• 了不起的Java-CompletableFuture组合异步编程


    在多任务程序中,我们比较熟悉的是分支-合并框架的并行计算,他的目的是将一个操作(比如巨大的List计算)切分为多个子操作,充分利用CPU的多核,甚至多个机器集群,并行执行这些子操作。

    而CompletableFuture的目标是并发(执行多个操作),而非并行,是利用CPU的核,使其持续忙碌,达成最大吞吐,在并发进行中避免等待远程服务的返回值,或者数据库的长时查询结果等耗时较长的操作,如果解决了这些问题,就能获得最大的并发(通过避免阻塞)。
    而分支-合并框架只是并行计算,是没有阻塞的情况。

    Future接口

    Future接口用于对将来某个时刻发生的结果进行建模,它建模了一种异步计算,返回一个执行结果的引用,计算完成后,这个引用被返回给调用方,
    在使用Future时,将耗时操作封装在一个Callable接口对象中,提交给ExecutorService。

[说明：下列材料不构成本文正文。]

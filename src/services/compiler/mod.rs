//! Question Compiler Module
//!
//! Owns the retry state machine that asks the text-generation backend
//! for an analytical plan, validates its shape against the schema, and
//! re-prompts with corrective hints on format or semantic failures.
//! Also hosts the compiler-adjacent backend calls: overview dashboards,
//! executive summaries, and failure explanations.

#[allow(clippy::module_inception)]
mod compiler;
mod prompts;
mod validator;

pub use compiler::{MAX_COMPILE_ATTEMPTS, QuestionCompiler, wants_forecast};
pub use prompts::RetryReason;
pub use validator::{ValidationError, validate_plan, validate_sql_readonly};

use thiserror::Error;

/// Errors from the non-compile backend calls (overview generation).
/// `compile` itself never errors; it synthesizes a refusal plan.
#[derive(Debug, Error)]
pub enum CompileError {
    #[error(transparent)]
    Generate(#[from] crate::services::llm::GenerateError),

    #[error(transparent)]
    Notation(#[from] crate::services::plan::NotationError),
}

/// Plain-language explanation attached to a failed execution
#[derive(Debug, Clone)]
pub struct FailureExplanation {
    pub message: String,
    pub suggestions: Vec<String>,
}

    public interface Future<V> {
        boolean cancel(boolean mayInterruptIfRunning);
        boolean isCancelled();
        boolean isDone();
        V get() throws InterruptedException, ExecutionException;
        V get(long timeout, TimeUnit unit)
            throws InterruptedException, ExecutionException, TimeoutException;
    }

    我们在异步执行结果获取时,设置了get过期时间2秒,否则,如果没有正常的返回值,会阻塞线程,非常危险。

    import java.util.Random;
    import java.util.concurrent.Callable;
    import java.util.concurrent.ExecutionException;
    import java.util.concurrent.ExecutorService;
    import java.util.concurrent.Executors;
    import java.util.concurrent.Future;
    import java.util.concurrent.TimeUnit;
    import java.util.concurrent.TimeoutException;
    
    public class FutureDemo {
    
        public static void main(String[] args) {
            
            ExecutorService executor = Executors.newCachedThreadPool();
            Future<Integer> result = executor.submit(new Callable<Integer>() {
                public Integer call() throws Exception {
                    Util.delay();
                    return new Random().nextInt();
                }
            });
            doSomeThingElse();
            executor.shutdown();
            try {
                try {
                    System.out.println("result:" + result.get(2,TimeUnit.SECONDS));
                } catch (TimeoutException e) {
                    // TODO Auto-generated catch block
                    e.printStackTrace();
                }
            } catch (InterruptedException e) {
                e.printStackTrace();
            } catch (ExecutionException e) {
                e.printStackTrace();
            }
        }
    
        private static void doSomeThingElse() {
             System.out.println("Do Some Thing Else." );   
            
        }
    }

    因为Future的局限性,如

    • 难异步合并
    • 等待 Future 集合中的所有任务都完成。
    • 仅等待 Future 集合中最快结束的任务完成,并返回它的结果。

    一是我们没有好的方法去获取一个完成的任务;二是 Future.get 是阻塞方法,使用不当会造成线程的浪费。解决第一个问题可以用 CompletionService 解决,CompletionService 提供了一个 take() 阻塞方法,用以依次获取所有已完成的任务。对于第二个问题,可以用 Google Guava 库所提供的 ListeningExecutorService 和 ListenableFuture 来解决。这些都会在后面的介绍。

    CompletableFuture组合异步

    单一操作异步

    我们的演示程序是查询多个在线商店,把最佳的价格返回给消费者。首先先查询一个产品的价格(即单一操作异步)。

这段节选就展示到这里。